L'homme ne peut connaître ici-bas ni la divine essence, ni la divine quiddité, ni quoi que ce soit d'intrinsèque à Dieu, ni quoi que ce soit de la réalité de Dieu... La loi de la nature est que l'homme ne connaisse rien en soi, si ce n'est ce qu'il connaît par intuition. Or, quand il fait emploi des seules forces de la nature, il ne peut, au moyen de l'intuition, s'élever à la connaissance de Dieu... L'essence divine, la quiddité divine peuvent, toutefois, nous être connues par quelque concept qui leur est propre, concept non pas simple, mais composé ; que nous formons avec d'autres concepts abstraits des choses... Cependant, on ne connaît pas Dieu en soi ; ce qu'on connaît ici-bas, c'est un autre que Dieu, car tous les termes de cette proposition : aliquod ens est sapientia, justitia, charitas, sont certains concepts dont aucun n'est réellement Dieu. Or, les objets de la connaissance, ce sont tous ces termes ; donc on connaît par eux autre chose que l'essence même de Dieu. [9]

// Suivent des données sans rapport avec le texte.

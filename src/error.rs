use thiserror::Error;

#[derive(Error, Debug)]
pub enum StoreError {
    #[error("HTTP error: {0}")]
    Http(#[from] reqwest::Error),
    #[error("unexpected HTTP status {0}")]
    Status(u16),
    #[error("JSON error: {0}")]
    Json(#[from] serde_json::Error),
    #[error("IO error: {0}")]
    Io(#[from] std::io::Error),
    #[error("malformed response: {0}")]
    Malformed(String),
    #[error("attendee {0} not found")]
    NotFound(String),
    #[error("store rejected request: {0}")]
    Rejected(String),
}

pub type StoreResult<T> = Result<T, StoreError>;

#[derive(Error, Debug, Clone, Copy, PartialEq, Eq)]
pub enum DrawRejected {
    #[error("the roster is empty")]
    EmptyRoster,
    #[error("a draw is already spinning")]
    AlreadySpinning,
}

#[derive(Error, Debug)]
pub enum ControlError {
    #[error(transparent)]
    Draw(#[from] DrawRejected),
    #[error("winners cannot be reset while a draw is spinning")]
    DrawInProgress,
    #[error("attendee {0} is not on the roster")]
    UnknownAttendee(String),
    #[error(transparent)]
    Store(#[from] StoreError),
    #[error("controller is not running")]
    Stopped,
}

#[derive(Error, Debug, PartialEq, Eq)]
pub enum ConfigError {
    #[error("invalid value {value:?} for {key}")]
    Invalid { key: &'static str, value: String },
    #[error("{0} must be set")]
    Missing(&'static str),
    #[error("invalid scene bounds: {0}")]
    Bounds(String),
}
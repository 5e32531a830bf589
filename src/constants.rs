pub const TICK_RATE: u32 = 25;
pub const TICK_MS: u64 = 1000 / TICK_RATE as u64;

pub const POLL_INTERVAL_MS: u64 = 10_000;
pub const SPIN_INTERVAL_MS: u64 = 100;
pub const SPIN_CYCLES: u32 = 20;
pub const SHEETS_TIMEOUT_MS: u64 = 10_000;

pub const SCENE_MAX_X: f32 = 45.0;
pub const SCENE_MAX_Y: f32 = 90.0;
pub const ARRIVAL_THRESHOLD: f32 = 1.5;
pub const MIN_SPEED: f32 = 0.15;
pub const MAX_SPEED: f32 = 0.35;

// New arrivals appear on the left of the sand; wandering covers the full beach.
pub const SPAWN_AREA: (f32, f32, f32, f32) = (5.0, 20.0, 35.0, 80.0);
pub const WANDER_AREA: (f32, f32, f32, f32) = (5.0, 10.0, 45.0, 85.0);

pub const FALLBACK_SPRITE: &str = "Abigail";
pub const SPRITE_OPTIONS: [&str; 10] = [
    "Abigail",
    "Alex",
    "Haley",
    "Harvey",
    "Leah",
    "Sebastian",
    "Shane",
    "Penny",
    "Maru",
    "Sam",
];

pub const MAX_NAME_LEN: usize = 32;
pub const DEFAULT_NAME: &str = "Guest";

pub fn is_known_sprite(name: &str) -> bool {
    SPRITE_OPTIONS.contains(&name)
}
use crate::config::SceneConfig;
use crate::reconcile::random_point;
use crate::rng::RandomSource;
use crate::types::{AnimatedEntity, Facing, MotionState, Point};

/// One simulator tick over the whole collection. Returns the replacement
/// collection; held entities come back unchanged.
pub fn step<R: RandomSource>(
    entities: &[AnimatedEntity],
    scene: &SceneConfig,
    rng: &mut R,
) -> Vec<AnimatedEntity> {
    entities
        .iter()
        .map(|entity| AnimatedEntity {
            motion: step_motion(&entity.motion, scene, rng),
            ..entity.clone()
        })
        .collect()
}

pub fn step_motion<R: RandomSource>(
    motion: &MotionState,
    scene: &SceneConfig,
    rng: &mut R,
) -> MotionState {
    if motion.held {
        return *motion;
    }

    let dx = motion.target.x - motion.position.x;
    let dy = motion.target.y - motion.position.y;
    let distance = (dx * dx + dy * dy).sqrt();

    if distance < scene.arrival_threshold {
        return MotionState {
            target: random_point(&scene.wander_area, rng),
            ..*motion
        };
    }

    // Never step past the waypoint, otherwise a fast walker could orbit it.
    let stride = motion.speed.min(distance);
    let moved = Point {
        x: motion.position.x + dx / distance * stride,
        y: motion.position.y + dy / distance * stride,
    };
    let facing = if dx > 0.0 {
        Facing::Right
    } else if dx < 0.0 {
        Facing::Left
    } else {
        motion.facing
    };

    MotionState {
        position: scene.bounds.clamp(moved),
        facing,
        ..*motion
    }
}

#[cfg(test)]
mod tests {
    use chrono::Utc;

    use super::*;
    use crate::config::Rect;
    use crate::reconcile::spawn_motion;
    use crate::rng::{Rng, ScriptedRng};
    use crate::types::Identity;

    fn entity(id: &str, motion: MotionState) -> AnimatedEntity {
        AnimatedEntity {
            id: id.to_string(),
            name: id.to_uppercase(),
            created_at: Utc::now(),
            identity: Identity {
                sprite_name: "Sam".to_string(),
                photo_url: None,
            },
            is_winner: false,
            motion,
        }
    }

    fn motion(position: Point, target: Point, speed: f32) -> MotionState {
        MotionState {
            position,
            target,
            speed,
            facing: Facing::Right,
            held: false,
        }
    }

    #[test]
    fn advances_toward_target_by_speed() {
        let scene = SceneConfig::default();
        let start = motion(Point::new(10.0, 10.0), Point::new(10.0, 20.0), 0.25);
        let next = step_motion(&start, &scene, &mut Rng::new(1));
        assert!((next.position.x - 10.0).abs() < 1e-6);
        assert!((next.position.y - 10.25).abs() < 1e-6);
        assert_eq!(next.target, start.target);
        // Purely vertical movement keeps the previous facing.
        assert_eq!(next.facing, Facing::Right);
    }

    #[test]
    fn facing_follows_horizontal_direction() {
        let scene = SceneConfig::default();
        let left = step_motion(
            &motion(Point::new(20.0, 20.0), Point::new(5.0, 20.0), 0.2),
            &scene,
            &mut Rng::new(1),
        );
        assert_eq!(left.facing, Facing::Left);
        let right = step_motion(
            &MotionState {
                facing: Facing::Left,
                ..motion(Point::new(5.0, 20.0), Point::new(20.0, 25.0), 0.2)
            },
            &scene,
            &mut Rng::new(1),
        );
        assert_eq!(right.facing, Facing::Right);
    }

    #[test]
    fn arrival_picks_new_wander_target_without_moving() {
        let scene = SceneConfig::default();
        let start = motion(Point::new(20.0, 30.0), Point::new(20.5, 30.5), 0.3);
        let mut rng = ScriptedRng::new(vec![0.0, 0.999]);
        let next = step_motion(&start, &scene, &mut rng);
        assert_eq!(next.position, start.position);
        assert_eq!(next.target.x, scene.wander_area.min_x);
        assert!(scene.wander_area.contains(next.target));
        assert!(next.target.y > 84.0);
    }

    #[test]
    fn positions_are_clamped_not_wrapped() {
        let scene = SceneConfig {
            bounds: Rect::new(0.0, 0.0, 10.0, 10.0),
            ..SceneConfig::default()
        };
        let start = motion(Point::new(9.9, 5.0), Point::new(30.0, 5.0), 2.0);
        let next = step_motion(&start, &scene, &mut Rng::new(1));
        assert_eq!(next.position, Point::new(10.0, 5.0));
    }

    #[test]
    fn stride_never_overshoots_target() {
        let scene = SceneConfig {
            arrival_threshold: 0.1,
            ..SceneConfig::default()
        };
        let start = motion(Point::new(10.0, 10.0), Point::new(11.0, 10.0), 5.0);
        let next = step_motion(&start, &scene, &mut Rng::new(1));
        assert_eq!(next.position, Point::new(11.0, 10.0));
    }

    #[test]
    fn held_entities_are_frozen() {
        let scene = SceneConfig::default();
        let mut held = spawn_motion(&scene, &mut Rng::new(5));
        held.held = true;
        let mut entities = vec![
            entity("held", held),
            entity("free", spawn_motion(&scene, &mut Rng::new(6))),
        ];
        let mut rng = Rng::new(7);
        for _ in 0..500 {
            entities = step(&entities, &scene, &mut rng);
        }
        assert_eq!(entities[0].motion, held);
        assert_ne!(entities[1].motion.position, spawn_motion(&scene, &mut Rng::new(6)).position);
    }

    #[test]
    fn every_position_stays_in_bounds() {
        let scene = SceneConfig::default();
        for seed in 1..=20u32 {
            let mut rng = Rng::new(seed);
            let mut entities: Vec<AnimatedEntity> = (0..25)
                .map(|i| entity(&format!("e{i}"), spawn_motion(&scene, &mut rng)))
                .collect();
            for _ in 0..1_000 {
                entities = step(&entities, &scene, &mut rng);
                for e in &entities {
                    assert!(
                        scene.bounds.contains(e.motion.position),
                        "seed {seed}: {:?} escaped",
                        e.motion.position
                    );
                }
            }
        }
    }

    #[test]
    fn step_keeps_business_fields_and_order() {
        let scene = SceneConfig::default();
        let mut rng = Rng::new(3);
        let entities = vec![
            entity("a", spawn_motion(&scene, &mut rng)),
            entity("b", spawn_motion(&scene, &mut rng)),
        ];
        let next = step(&entities, &scene, &mut rng);
        assert_eq!(next.len(), 2);
        assert_eq!(next[0].id, "a");
        assert_eq!(next[1].name, "B");
        assert_eq!(next[0].identity, entities[0].identity);
    }
}
use std::path::PathBuf;
use std::str::FromStr;
use std::time::Duration;

use crate::constants::{
    ARRIVAL_THRESHOLD, FALLBACK_SPRITE, MAX_SPEED, MIN_SPEED, POLL_INTERVAL_MS, SCENE_MAX_X,
    SCENE_MAX_Y, SHEETS_TIMEOUT_MS, SPAWN_AREA, SPIN_CYCLES, SPIN_INTERVAL_MS, TICK_MS,
    WANDER_AREA,
};
use crate::error::ConfigError;
use crate::types::Point;

#[derive(Clone, Copy, Debug, PartialEq)]
pub struct Rect {
    pub min_x: f32,
    pub min_y: f32,
    pub max_x: f32,
    pub max_y: f32,
}

impl Rect {
    pub fn new(min_x: f32, min_y: f32, max_x: f32, max_y: f32) -> Self {
        Self {
            min_x,
            min_y,
            max_x,
            max_y,
        }
    }

    pub fn contains(&self, point: Point) -> bool {
        point.x >= self.min_x
            && point.x <= self.max_x
            && point.y >= self.min_y
            && point.y <= self.max_y
    }

    pub fn clamp(&self, point: Point) -> Point {
        Point {
            x: point.x.clamp(self.min_x, self.max_x),
            y: point.y.clamp(self.min_y, self.max_y),
        }
    }

    pub fn intersect(&self, other: &Rect) -> Rect {
        Rect {
            min_x: self.min_x.max(other.min_x),
            min_y: self.min_y.max(other.min_y),
            max_x: self.max_x.min(other.max_x),
            max_y: self.max_y.min(other.max_y),
        }
    }

    fn is_valid(&self) -> bool {
        [self.min_x, self.min_y, self.max_x, self.max_y]
            .iter()
            .all(|value| value.is_finite())
            && self.min_x <= self.max_x
            && self.min_y <= self.max_y
    }
}

#[derive(Clone, Debug, PartialEq)]
pub struct SceneConfig {
    /// Hard limits; every position is clamped into this rectangle.
    pub bounds: Rect,
    pub spawn_area: Rect,
    pub wander_area: Rect,
    pub arrival_threshold: f32,
    pub min_speed: f32,
    pub max_speed: f32,
}

impl Default for SceneConfig {
    fn default() -> Self {
        let (sx0, sy0, sx1, sy1) = SPAWN_AREA;
        let (wx0, wy0, wx1, wy1) = WANDER_AREA;
        Self {
            bounds: Rect::new(0.0, 0.0, SCENE_MAX_X, SCENE_MAX_Y),
            spawn_area: Rect::new(sx0, sy0, sx1, sy1),
            wander_area: Rect::new(wx0, wy0, wx1, wy1),
            arrival_threshold: ARRIVAL_THRESHOLD,
            min_speed: MIN_SPEED,
            max_speed: MAX_SPEED,
        }
    }
}

impl SceneConfig {
    pub fn with_bounds(max_x: f32, max_y: f32) -> Result<Self, ConfigError> {
        let defaults = Self::default();
        let bounds = Rect::new(0.0, 0.0, max_x, max_y);
        if !bounds.is_valid() {
            return Err(ConfigError::Bounds(format!("{max_x}x{max_y}")));
        }
        let mut spawn_area = defaults.spawn_area.intersect(&bounds);
        let mut wander_area = defaults.wander_area.intersect(&bounds);
        // A scene smaller than the default areas falls back to its full extent.
        if !spawn_area.is_valid() {
            spawn_area = bounds;
        }
        if !wander_area.is_valid() {
            wander_area = bounds;
        }
        Ok(Self {
            bounds,
            spawn_area,
            wander_area,
            ..defaults
        })
    }
}

#[derive(Clone, Debug, PartialEq)]
pub struct EngineConfig {
    pub scene: SceneConfig,
    pub tick: Duration,
    pub poll_interval: Duration,
    pub spin_cycles: u32,
    pub spin_interval: Duration,
    pub fallback_sprite: String,
    pub seed: Option<u32>,
}

impl Default for EngineConfig {
    fn default() -> Self {
        Self {
            scene: SceneConfig::default(),
            tick: Duration::from_millis(TICK_MS),
            poll_interval: Duration::from_millis(POLL_INTERVAL_MS),
            spin_cycles: SPIN_CYCLES,
            spin_interval: Duration::from_millis(SPIN_INTERVAL_MS),
            fallback_sprite: FALLBACK_SPRITE.to_string(),
            seed: None,
        }
    }
}

impl EngineConfig {
    pub fn from_env() -> Result<Self, ConfigError> {
        Self::from_lookup(|key| std::env::var(key).ok())
    }

    pub fn from_lookup<F>(lookup: F) -> Result<Self, ConfigError>
    where
        F: Fn(&str) -> Option<String>,
    {
        let defaults = Self::default();
        let max_x = parse_var(&lookup, "SCENE_MAX_X")?.unwrap_or(defaults.scene.bounds.max_x);
        let max_y = parse_var(&lookup, "SCENE_MAX_Y")?.unwrap_or(defaults.scene.bounds.max_y);
        let fallback_sprite = lookup("FALLBACK_SPRITE")
            .map(|value| value.trim().to_string())
            .filter(|value| !value.is_empty())
            .unwrap_or(defaults.fallback_sprite);

        Ok(Self {
            scene: SceneConfig::with_bounds(max_x, max_y)?,
            tick: parse_millis(&lookup, "SIM_TICK_MS")?.unwrap_or(defaults.tick),
            poll_interval: parse_millis(&lookup, "ROSTER_POLL_INTERVAL_MS")?
                .unwrap_or(defaults.poll_interval),
            spin_cycles: parse_nonzero(&lookup, "DRAW_SPIN_CYCLES")?
                .unwrap_or(defaults.spin_cycles),
            spin_interval: parse_millis(&lookup, "DRAW_SPIN_INTERVAL_MS")?
                .unwrap_or(defaults.spin_interval),
            fallback_sprite,
            seed: parse_var(&lookup, "ROSTER_SEED")?,
        })
    }
}

#[derive(Clone, Debug, PartialEq, Eq)]
pub enum BackendConfig {
    Memory { db_path: Option<PathBuf> },
    Sheet { url: String, timeout: Duration },
}

#[derive(Clone, Debug, PartialEq)]
pub struct ServerConfig {
    pub port: u16,
    pub static_dir: Option<PathBuf>,
    pub backend: BackendConfig,
    pub engine: EngineConfig,
}

impl ServerConfig {
    pub fn from_env() -> Result<Self, ConfigError> {
        Self::from_lookup(|key| std::env::var(key).ok())
    }

    pub fn from_lookup<F>(lookup: F) -> Result<Self, ConfigError>
    where
        F: Fn(&str) -> Option<String>,
    {
        let port = parse_var(&lookup, "PORT")?.unwrap_or(8080);
        let sheets_url = lookup("SHEETS_URL")
            .map(|value| value.trim().to_string())
            .filter(|value| !value.is_empty());
        let requested = lookup("ROSTER_BACKEND").map(|value| value.trim().to_ascii_lowercase());

        let backend = match (requested.as_deref(), sheets_url) {
            (Some("sheet"), None) => return Err(ConfigError::Missing("SHEETS_URL")),
            (Some("sheet") | None, Some(url)) => BackendConfig::Sheet {
                url,
                timeout: parse_millis(&lookup, "SHEETS_TIMEOUT_MS")?
                    .unwrap_or(Duration::from_millis(SHEETS_TIMEOUT_MS)),
            },
            (Some("memory") | None, _) => BackendConfig::Memory {
                db_path: match lookup("ROSTER_DB_PATH") {
                    Some(raw) if raw.trim().eq_ignore_ascii_case("none") => None,
                    Some(raw) => Some(PathBuf::from(raw)),
                    None => Some(PathBuf::from(".data/roster.json")),
                },
            },
            (Some(other), _) => {
                return Err(ConfigError::Invalid {
                    key: "ROSTER_BACKEND",
                    value: other.to_string(),
                })
            }
        };

        Ok(Self {
            port,
            static_dir: lookup("STATIC_DIR").map(PathBuf::from),
            backend,
            engine: EngineConfig::from_lookup(&lookup)?,
        })
    }
}

fn parse_var<F, T>(lookup: &F, key: &'static str) -> Result<Option<T>, ConfigError>
where
    F: Fn(&str) -> Option<String>,
    T: FromStr,
{
    let Some(raw) = lookup(key) else {
        return Ok(None);
    };
    raw.trim()
        .parse::<T>()
        .map(Some)
        .map_err(|_| ConfigError::Invalid { key, value: raw })
}

fn parse_nonzero<F>(lookup: &F, key: &'static str) -> Result<Option<u32>, ConfigError>
where
    F: Fn(&str) -> Option<String>,
{
    match parse_var::<F, u32>(lookup, key)? {
        Some(0) => Err(ConfigError::Invalid {
            key,
            value: "0".to_string(),
        }),
        other => Ok(other),
    }
}

fn parse_millis<F>(lookup: &F, key: &'static str) -> Result<Option<Duration>, ConfigError>
where
    F: Fn(&str) -> Option<String>,
{
    Ok(parse_nonzero(lookup, key)?.map(|ms| Duration::from_millis(ms as u64)))
}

[...] Je concède que toute connaissance abstractive d'une chose naturellement acquise présuppose une connaissance intuitive de cette même <chose>. La raison en est qu'aucun intellect ne peut naturellement acquérir la connaissance d'une chose, si ce n'est par la médiation de cette chose comme cause partielle efficiente ; or, est intuitive toute connaissance pour laquelle est nécessairement co-exigée l'existence de la chose : donc, la première connaissance d'une chose est intuitive. Cependant, Dieu peut causer une connaissance abstractive et de la déité et des autres choses sans connaissance intuitive préalable : par conséquent, la connaissance abstractive de la déité est communicable à l'homme ici-bas. [10]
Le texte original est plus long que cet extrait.